Let’s be clear: I don’t have anything particular to hide, nor am I worried that law enforcement would have a reason to issue a warrant for my data, or would find anything incriminating if they did. But I am digitizing nearly 100% of our personal records. All of our medical records, from our entire lives. All of our financial records, legal records, personal correspondence, family pictures… You name it, it’s been scanned, filed, and shredded. So the data I’m looking to store in the Cloud is our entire lives. I want that data as secure and locked down as possible. From every form of threat.

To that end, even Cloud providers can have data failure. By storing all of my files in the Cloud I’ve both increased my security and created a single point of failure. Data loss by pCloud would be completely catastrophic to me. So, in the best tradition of belt and suspenders, my backup needs a backup.

Backing Up The Cloud

For the data that’s not in my encrypted vault on pCloud, I have no problem with it also being stored on another service. Because so many of my historic documents were created in Office, I’m going to be stuck with an annual subscription. Without it, my documents are unreadable.

Thankfully, 1 TB of Cloud storage is included on OneDrive with my annual Office subscription. That’s more than enough to back up the documents I have in pCloud that don’t warrant the extra security of being stored in pCloud’s encrypted Vault.

There’s no native way to take the documents from one Cloud service and duplicate them on another service. I could download them all from pCloud and then upload them to OneDrive.

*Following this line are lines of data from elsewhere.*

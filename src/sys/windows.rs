//! Windows handle provider backed by the kernel32 comm API.

use crate::error::{PortError, Result};
use crate::options::{FlowControl, OpenOptions, Parity};
use crate::port::SerialHandle;
use crate::timeouts::CommTimeouts;
use std::ffi::OsStr;
use std::mem;
use std::os::windows::ffi::OsStrExt;
use std::ptr;
use std::sync::atomic::{AtomicUsize, Ordering};
use tracing::debug;
use winapi::shared::minwindef::DWORD;
use winapi::um::commapi::{PurgeComm, SetCommState, SetCommTimeouts, SetupComm};
use winapi::um::fileapi::{CreateFileW, ReadFile, WriteFile, OPEN_EXISTING};
use winapi::um::handleapi::{CloseHandle, INVALID_HANDLE_VALUE};
use winapi::um::winbase::{
    COMMTIMEOUTS, DCB, DTR_CONTROL_ENABLE, PURGE_RXCLEAR, PURGE_TXCLEAR, RTS_CONTROL_HANDSHAKE,
};
use winapi::um::winnt::{FILE_ATTRIBUTE_NORMAL, GENERIC_READ, GENERIC_WRITE, HANDLE};

/// Driver-side rx/tx buffer sizes requested at open time.
const COMM_BUFFER_SIZE: DWORD = 64;

/// A Windows serial handle.
///
/// The handle value lives in an atomic slot so `close` can invalidate it
/// while another thread sits blocked inside `ReadFile`/`WriteFile`; the
/// kernel then fails the blocked call with a system error. That is the only
/// cancellation mechanism this type offers.
#[derive(Debug)]
pub struct NativeHandle {
    handle: AtomicUsize,
}

impl NativeHandle {
    pub(crate) fn open(port_name: &str, options: &OpenOptions) -> Result<Self> {
        let path = device_path(port_name);
        if path.contains('\0') {
            return Err(PortError::invalid_config(format!(
                "port name contains a NUL byte: {port_name:?}"
            )));
        }
        let wide: Vec<u16> = OsStr::new(&path).encode_wide().chain(Some(0)).collect();

        let raw = unsafe {
            CreateFileW(
                wide.as_ptr(),
                GENERIC_READ | GENERIC_WRITE,
                0,
                ptr::null_mut(),
                OPEN_EXISTING,
                FILE_ATTRIBUTE_NORMAL,
                ptr::null_mut(),
            )
        };
        if raw == INVALID_HANDLE_VALUE {
            return Err(PortError::last_os_error());
        }

        // From here on a failure drops `handle`, which closes the raw handle.
        let handle = Self {
            handle: AtomicUsize::new(raw as usize),
        };
        handle.set_comm_state(options)?;
        handle.setup_comm(COMM_BUFFER_SIZE, COMM_BUFFER_SIZE)?;
        handle.apply_timeouts(CommTimeouts::from_legacy_options(
            options.inter_character_timeout_ms,
            options.minimum_read_size,
        ))?;

        debug!(port = path.as_str(), "acquired comm handle");
        Ok(handle)
    }

    fn get(&self) -> Result<HANDLE> {
        let raw = self.handle.load(Ordering::SeqCst) as HANDLE;
        if raw.is_null() || raw == INVALID_HANDLE_VALUE {
            Err(PortError::InvalidHandle)
        } else {
            Ok(raw)
        }
    }

    fn set_comm_state(&self, options: &OpenOptions) -> Result<()> {
        let handle = self.get()?;

        let mut dcb: DCB = unsafe { mem::zeroed() };
        dcb.DCBlength = mem::size_of::<DCB>() as DWORD;
        dcb.set_fBinary(1);
        dcb.set_fDtrControl(DTR_CONTROL_ENABLE);

        dcb.BaudRate = options.baud_rate;
        dcb.ByteSize = options.data_bits.into();
        dcb.StopBits = options.stop_bits.into();
        if options.parity != Parity::None {
            dcb.set_fParity(1);
            dcb.Parity = options.parity.into();
        }
        if options.flow_control == FlowControl::Hardware {
            dcb.set_fOutxCtsFlow(1);
            dcb.set_fRtsControl(RTS_CONTROL_HANDSHAKE);
        }

        if unsafe { SetCommState(handle, &mut dcb) } == 0 {
            return Err(PortError::last_os_error());
        }
        Ok(())
    }

    fn setup_comm(&self, rx_size: DWORD, tx_size: DWORD) -> Result<()> {
        let handle = self.get()?;
        if unsafe { SetupComm(handle, rx_size, tx_size) } == 0 {
            return Err(PortError::last_os_error());
        }
        Ok(())
    }
}

impl SerialHandle for NativeHandle {
    fn is_open(&self) -> bool {
        self.get().is_ok()
    }

    fn raw_read(&self, buf: &mut [u8]) -> Result<usize> {
        let handle = self.get()?;
        let mut transferred: DWORD = 0;
        let ok = unsafe {
            ReadFile(
                handle,
                buf.as_mut_ptr().cast(),
                buf.len() as DWORD,
                &mut transferred,
                ptr::null_mut(),
            )
        };
        if ok == 0 {
            return Err(PortError::last_os_error());
        }
        Ok(transferred as usize)
    }

    fn raw_write(&self, buf: &[u8]) -> Result<usize> {
        let handle = self.get()?;
        let mut transferred: DWORD = 0;
        let ok = unsafe {
            WriteFile(
                handle,
                buf.as_ptr().cast(),
                buf.len() as DWORD,
                &mut transferred,
                ptr::null_mut(),
            )
        };
        if ok == 0 {
            return Err(PortError::last_os_error());
        }
        Ok(transferred as usize)
    }

    fn apply_timeouts(&self, timeouts: CommTimeouts) -> Result<()> {
        let handle = self.get()?;
        let mut cto = COMMTIMEOUTS {
            ReadIntervalTimeout: timeouts.read_interval_timeout,
            ReadTotalTimeoutMultiplier: timeouts.read_total_timeout_multiplier,
            ReadTotalTimeoutConstant: timeouts.read_total_timeout_constant,
            WriteTotalTimeoutMultiplier: timeouts.write_total_timeout_multiplier,
            WriteTotalTimeoutConstant: timeouts.write_total_timeout_constant,
        };
        if unsafe { SetCommTimeouts(handle, &mut cto) } == 0 {
            return Err(PortError::last_os_error());
        }
        Ok(())
    }

    fn apply_purge(&self, clear_rx: bool, clear_tx: bool) -> Result<()> {
        let handle = self.get()?;
        let mut flags: DWORD = 0;
        if clear_rx {
            flags |= PURGE_RXCLEAR;
        }
        if clear_tx {
            flags |= PURGE_TXCLEAR;
        }
        if unsafe { PurgeComm(handle, flags) } == 0 {
            return Err(PortError::last_os_error());
        }
        Ok(())
    }

    fn close(&self) -> Result<()> {
        let raw = self.handle.swap(INVALID_HANDLE_VALUE as usize, Ordering::SeqCst) as HANDLE;
        if raw.is_null() || raw == INVALID_HANDLE_VALUE {
            return Err(PortError::InvalidHandle);
        }
        if unsafe { CloseHandle(raw) } == 0 {
            return Err(PortError::last_os_error());
        }
        Ok(())
    }
}

impl Drop for NativeHandle {
    fn drop(&mut self) {
        let raw = self.handle.swap(INVALID_HANDLE_VALUE as usize, Ordering::SeqCst) as HANDLE;
        if !raw.is_null() && raw != INVALID_HANDLE_VALUE {
            unsafe { CloseHandle(raw) };
        }
    }
}

/// Bare port names need the device-namespace prefix; anything already
/// starting with a backslash is passed through untouched.
fn device_path(port_name: &str) -> String {
    if port_name.starts_with('\\') {
        port_name.to_string()
    } else {
        format!(r"\\.\{port_name}")
    }
}

#[cfg(test)]
mod tests {
    use super::*;
    use pretty_assertions::assert_eq;

    #[test]
    fn test_device_path_prefixes_bare_names() {
        assert_eq!(device_path("COM3"), r"\\.\COM3");
        assert_eq!(device_path("COM22"), r"\\.\COM22");
    }

    #[test]
    fn test_device_path_keeps_explicit_paths() {
        assert_eq!(device_path(r"\\.\COM42"), r"\\.\COM42");
    }

    #[test]
    fn test_open_missing_port_is_a_system_error() {
        let result = NativeHandle::open("COM254", &OpenOptions::default());
        assert!(matches!(result, Err(PortError::Io(_))));
    }
}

That would be slow, but it would also make me responsible for syncing the two data sets. If I modified a document in pCloud, I’d have to manually update the version on OneDrive. That’s unworkable. And the solutions that exist to backup data to multiple Cloud providers are primarily meant for corporate environments, in terms of both cost and complexity.

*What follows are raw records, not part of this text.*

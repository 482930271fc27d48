//! Demonstrates the timeout model against a mock handle and, when a port
//! name is given on the command line, against real hardware.
//!
//! ```bash
//! cargo run --example port_usage            # mock only
//! cargo run --example port_usage -- COM3    # also exercise a real port
//! ```

use comport::{MockHandle, OpenOptions, Port, PortError, Timeouts};
use std::time::{Duration, Instant};

fn main() -> Result<(), Box<dyn std::error::Error>> {
    tracing_subscriber::fmt()
        .with_env_filter(
            tracing_subscriber::EnvFilter::try_from_default_env()
                .unwrap_or_else(|_| "comport=debug".into()),
        )
        .init();

    println!("=== Timeout model on a mock handle ===");
    mock_example()?;

    if let Some(port_name) = std::env::args().nth(1) {
        println!("\n=== Timeout model on {port_name} ===");
        real_port_example(&port_name)?;
    } else {
        println!("\nPass a port name (e.g. COM3) to exercise real hardware.");
    }

    Ok(())
}

fn mock_example() -> Result<(), PortError> {
    let handle = MockHandle::new("MOCK0");
    handle.enqueue_read(b"hello from the mock\n");
    let port = Port::from_handle(handle);

    // Buffered data returns immediately, long before the total deadline.
    let timeouts = Timeouts::default().with_read_total(Duration::from_secs(5));
    let mut buf = [0u8; 64];
    let n = port.read_with_timeouts(&mut buf, timeouts)?;
    println!("  read {} bytes: {:?}", n, String::from_utf8_lossy(&buf[..n]).trim());

    // An empty queue waits out the read-total deadline and reports zero
    // bytes, which is a normal outcome rather than an error.
    let timeouts = Timeouts::default().with_read_total(Duration::from_millis(200));
    let started = Instant::now();
    let n = port.read_with_timeouts(&mut buf, timeouts)?;
    println!("  read {} bytes after {:?} (deadline, no error)", n, started.elapsed());

    port.close()?;
    Ok(())
}

fn real_port_example(port_name: &str) -> Result<(), PortError> {
    let port = Port::open(port_name, OpenOptions::default())?;

    let timeouts = Timeouts::default()
        .with_read_intercharacter(Duration::from_millis(50))
        .with_read_total(Duration::from_secs(2));

    let started = Instant::now();
    let mut buf = [0u8; 256];
    let n = port.read_with_timeouts(&mut buf, timeouts)?;
    println!("  read {} bytes in {:?}", n, started.elapsed());

    match port.write_with_timeouts(b"ping\r\n", Timeouts::default()) {
        Ok(n) => println!("  wrote {n} bytes"),
        Err(PortError::WriteTimeout { written, limit }) => {
            println!("  write hit its {limit:?} deadline after {written} bytes")
        }
        Err(e) => return Err(e),
    }

    port.close()?;
    Ok(())
}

Thankfully, I found one service that fills the bill and is consumer oriented: MultCloud. MultCloud will take my pCloud files and replicate them to OneDrive, then keep them synced. If I add, delete, or edit documents stored in pCloud, MultCloud will update OneDrive accordingly. MultCloud has multiple plans, but I signed up for their annual plan with 1200 gigs of data for $60 (as of 2022). That’s more than enough bandwidth to do the initial replication from pCloud to OneDrive. At the end of the subscription year, I can downgrade to the free plan, which includes 5 gigs of data transfer/month. What we create while we travel will be mostly photos, but it’s still hard to imagine adding more than 5 gigs of data to pCloud in a month. The free plan should cover us nicely.

But Wait! What About VPNs?

Virtual Private Networks (VPNs) offer an additional layer of security, but that additional security is likely unnecessary for most folks. Since SSL certificates became a de facto requirement, almost all websites use https, the secured version of http. That makes sure data is encrypted in transit between client and server. So if you enter your credit card information on a website, that data is being sent encrypted as long as you see the lock icon on the url.

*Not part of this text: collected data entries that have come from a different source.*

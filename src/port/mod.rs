//! The port object and its timeout-aware operation contract.

pub mod handle;
pub mod mock;

pub use handle::SerialHandle;
pub use mock::MockHandle;

use crate::error::{PortError, Result};
use crate::options::OpenOptions;
use crate::sys::NativeHandle;
use crate::timeouts::{CommTimeouts, Timeouts};
use std::io;
use tracing::{debug, trace};

/// A serial port owning exactly one OS handle.
///
/// The port is generic over its [`SerialHandle`] so the same operation
/// contract runs against the build-selected native provider, or against a
/// [`MockHandle`] in tests. Handle lifetime equals port lifetime; after
/// [`Port::close`] every operation reports [`PortError::InvalidHandle`].
///
/// # Timeout state and concurrency
///
/// The driver holds a single timeout configuration per handle, not per call.
/// [`Port::read_with_timeouts`] and [`Port::write_with_timeouts`] install
/// their configuration and immediately issue the I/O as one logical step, but
/// no lock spans the pair: calling `set_timeouts` concurrently with an
/// in-flight read or write is a race over which configuration governs that
/// call, and the caller must avoid it. Closing the port is the only way to
/// release a blocked call.
#[derive(Debug)]
pub struct Port<H: SerialHandle = NativeHandle> {
    handle: H,
}

impl Port<NativeHandle> {
    /// Open `port_name` with the given line parameters.
    ///
    /// The driver starts out with the timeout configuration derived from the
    /// legacy fields of `options`; install a [`Timeouts`] value to replace it.
    ///
    /// # Example
    /// ```no_run
    /// use comport::{OpenOptions, Port};
    ///
    /// let port = Port::open("COM3", OpenOptions::default())?;
    /// # Ok::<(), comport::PortError>(())
    /// ```
    pub fn open(port_name: &str, options: OpenOptions) -> Result<Self> {
        let handle = NativeHandle::open(port_name, &options)?;
        debug!(port = port_name, baud = options.baud_rate, "opened serial port");
        Ok(Self { handle })
    }
}

impl<H: SerialHandle> Port<H> {
    /// Wrap an already-configured handle.
    pub fn from_handle(handle: H) -> Self {
        Self { handle }
    }

    /// Access the underlying handle, e.g. to inspect a mock in tests.
    pub fn handle(&self) -> &H {
        &self.handle
    }

    fn ensure_open(&self) -> Result<()> {
        if self.handle.is_open() {
            Ok(())
        } else {
            Err(PortError::InvalidHandle)
        }
    }

    /// Install `timeouts` for subsequent I/O on this port.
    ///
    /// Idempotent and always safe to call before any I/O. On platforms
    /// without native timeout support the configuration is accepted silently
    /// and reads and writes remain plain blocking calls.
    pub fn set_timeouts(&self, timeouts: Timeouts) -> Result<()> {
        self.ensure_open()?;
        let cto = CommTimeouts::from(timeouts);
        trace!(?cto, "applying comm timeouts");
        self.handle.apply_timeouts(cto)
    }

    /// Install `timeouts`, then perform one read into `buf`.
    ///
    /// Returns the number of bytes placed in `buf`. `Ok(0)` means the
    /// read-total deadline elapsed with no data — a normal outcome, not
    /// end-of-stream and not an error. Bytes already buffered return
    /// immediately; while bytes trickle in, each one restarts the
    /// intercharacter timer, and the read completes on a full buffer, an
    /// intercharacter gap, or the total deadline, whichever comes first.
    pub fn read_with_timeouts(&self, buf: &mut [u8], timeouts: Timeouts) -> Result<usize> {
        self.set_timeouts(timeouts)?;
        self.handle.raw_read(buf)
    }

    /// Install `timeouts`, then perform one write of `buf`.
    ///
    /// If the transport cannot drain the write within the write-total
    /// deadline, fails with [`PortError::WriteTimeout`] reporting how many
    /// bytes the driver accepted before the deadline.
    pub fn write_with_timeouts(&self, buf: &[u8], timeouts: Timeouts) -> Result<usize> {
        self.set_timeouts(timeouts)?;
        let written = self.handle.raw_write(buf)?;
        if written < buf.len() {
            return Err(PortError::WriteTimeout {
                written,
                limit: timeouts.write_total,
            });
        }
        Ok(written)
    }

    /// One read under whatever timeout configuration the driver currently
    /// holds.
    pub fn read(&self, buf: &mut [u8]) -> Result<usize> {
        self.ensure_open()?;
        self.handle.raw_read(buf)
    }

    /// One write under whatever timeout configuration the driver currently
    /// holds. Unlike [`Port::write_with_timeouts`], a partial count is
    /// returned as-is.
    pub fn write(&self, buf: &[u8]) -> Result<usize> {
        self.ensure_open()?;
        self.handle.raw_write(buf)
    }

    /// Discard bytes buffered in the receive and/or transmit direction.
    ///
    /// Only driver-buffered data is affected; an operation already in flight
    /// on another thread keeps whatever it has collected.
    pub fn purge_buffers(&self, clear_rx: bool, clear_tx: bool) -> Result<()> {
        self.ensure_open()?;
        debug!(clear_rx, clear_tx, "purging port buffers");
        self.handle.apply_purge(clear_rx, clear_tx)
    }

    /// Invalidate the handle.
    ///
    /// A call blocked on another thread observes either its completed result
    /// (if it finished first) or a system error — no guarantee which. Closing
    /// an already-closed port reports [`PortError::InvalidHandle`].
    pub fn close(&self) -> Result<()> {
        self.ensure_open()?;
        debug!("closing serial port");
        self.handle.close()
    }
}

impl<H: SerialHandle> io::Read for Port<H> {
    fn read(&mut self, buf: &mut [u8]) -> io::Result<usize> {
        Port::read(self, buf).map_err(Into::into)
    }
}

impl<H: SerialHandle> io::Write for Port<H> {
    fn write(&mut self, buf: &[u8]) -> io::Result<usize> {
        Port::write(self, buf).map_err(Into::into)
    }

    fn flush(&mut self) -> io::Result<()> {
        // The driver drains its transmit buffer on its own; per-call pacing
        // is the write-total deadline's job.
        Ok(())
    }
}

#[cfg(test)]
mod tests {
    use super::*;
    use pretty_assertions::assert_eq;
    use std::time::Duration;

    fn mock_port() -> Port<MockHandle> {
        Port::from_handle(MockHandle::new("MOCK0"))
    }

    #[test]
    fn test_set_timeouts_pushes_translated_configuration() {
        let port = mock_port();
        let timeouts = Timeouts::default().with_read_total(Duration::from_millis(250));

        port.set_timeouts(timeouts).unwrap();

        let applied = port.handle().applied_timeouts();
        assert_eq!(applied, vec![CommTimeouts::from(timeouts)]);
    }

    #[test]
    fn test_read_with_timeouts_applies_before_reading() {
        let port = mock_port();
        port.handle().enqueue_read(b"abc");

        let timeouts = Timeouts::default();
        let mut buf = [0u8; 8];
        let n = port.read_with_timeouts(&mut buf, timeouts).unwrap();

        assert_eq!(&buf[..n], b"abc");
        // The configuration must land in the driver before the raw read runs.
        let log = port.handle().operation_log();
        assert_eq!(log, vec!["apply_timeouts".to_string(), "read".to_string()]);
    }

    #[test]
    fn test_read_returns_zero_on_deadline_without_error() {
        let port = mock_port();
        let timeouts = Timeouts::default().with_read_total(Duration::from_millis(20));

        let mut buf = [0u8; 4];
        let n = port.read_with_timeouts(&mut buf, timeouts).unwrap();
        assert_eq!(n, 0);
    }

    #[test]
    fn test_write_timeout_is_an_error_reporting_partial_count() {
        let port = mock_port();
        port.handle().set_write_capacity(3);

        let timeouts = Timeouts::default().with_write_total(Duration::from_millis(20));
        let result = port.write_with_timeouts(b"hello", timeouts);

        match result {
            Err(PortError::WriteTimeout { written, limit }) => {
                assert_eq!(written, 3);
                assert_eq!(limit, Duration::from_millis(20));
            }
            other => panic!("expected WriteTimeout, got {other:?}"),
        }
    }

    #[test]
    fn test_complete_write_reports_full_count() {
        let port = mock_port();
        let n = port
            .write_with_timeouts(b"ping", Timeouts::default())
            .unwrap();
        assert_eq!(n, 4);
        assert_eq!(port.handle().write_log(), vec![b"ping".to_vec()]);
    }

    #[test]
    fn test_purge_forwards_both_flags() {
        let port = mock_port();
        port.handle().enqueue_read(b"stale");

        port.purge_buffers(true, false).unwrap();
        port.purge_buffers(false, true).unwrap();

        assert_eq!(port.handle().purge_log(), vec![(true, false), (false, true)]);
        // The rx flag is what empties the receive queue.
        assert_eq!(port.handle().available_bytes(), 0);
    }

    #[test]
    fn test_operations_after_close_report_invalid_handle() {
        let port = mock_port();
        port.close().unwrap();

        let mut buf = [0u8; 1];
        assert!(matches!(port.read(&mut buf), Err(PortError::InvalidHandle)));
        assert!(matches!(port.write(b"x"), Err(PortError::InvalidHandle)));
        assert!(matches!(
            port.set_timeouts(Timeouts::default()),
            Err(PortError::InvalidHandle)
        ));
        assert!(matches!(
            port.purge_buffers(true, true),
            Err(PortError::InvalidHandle)
        ));
    }

    #[test]
    fn test_double_close_is_an_error_not_a_crash() {
        let port = mock_port();
        port.close().unwrap();
        assert!(matches!(port.close(), Err(PortError::InvalidHandle)));
    }

    #[test]
    fn test_io_trait_impls() {
        use std::io::{Read, Write};

        let mut port = mock_port();
        port.handle().enqueue_read(b"io");

        let mut buf = [0u8; 2];
        port.read_exact(&mut buf).unwrap();
        assert_eq!(&buf, b"io");

        port.write_all(b"out").unwrap();
        port.flush().unwrap();
        assert_eq!(port.handle().write_log(), vec![b"out".to_vec()]);
    }
}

But a VPN isn’t a bad thing. In addition to an extra layer of security, by creating an encrypted tunnel through which your internet traffic passes, it allows you to connect to a server almost anywhere in the world. So I could be in Mexico, use the VPN to connect to a US server, and log into Netflix. As far as Netflix is concerned, I’m in the US, so I can stream the same content I could when I was home. If, on the other hand, I wanted to watch Mexican Netflix, I can either shut the VPN off and use the local connection, or connect to a Mexican server via VPN, for the extra layer of security.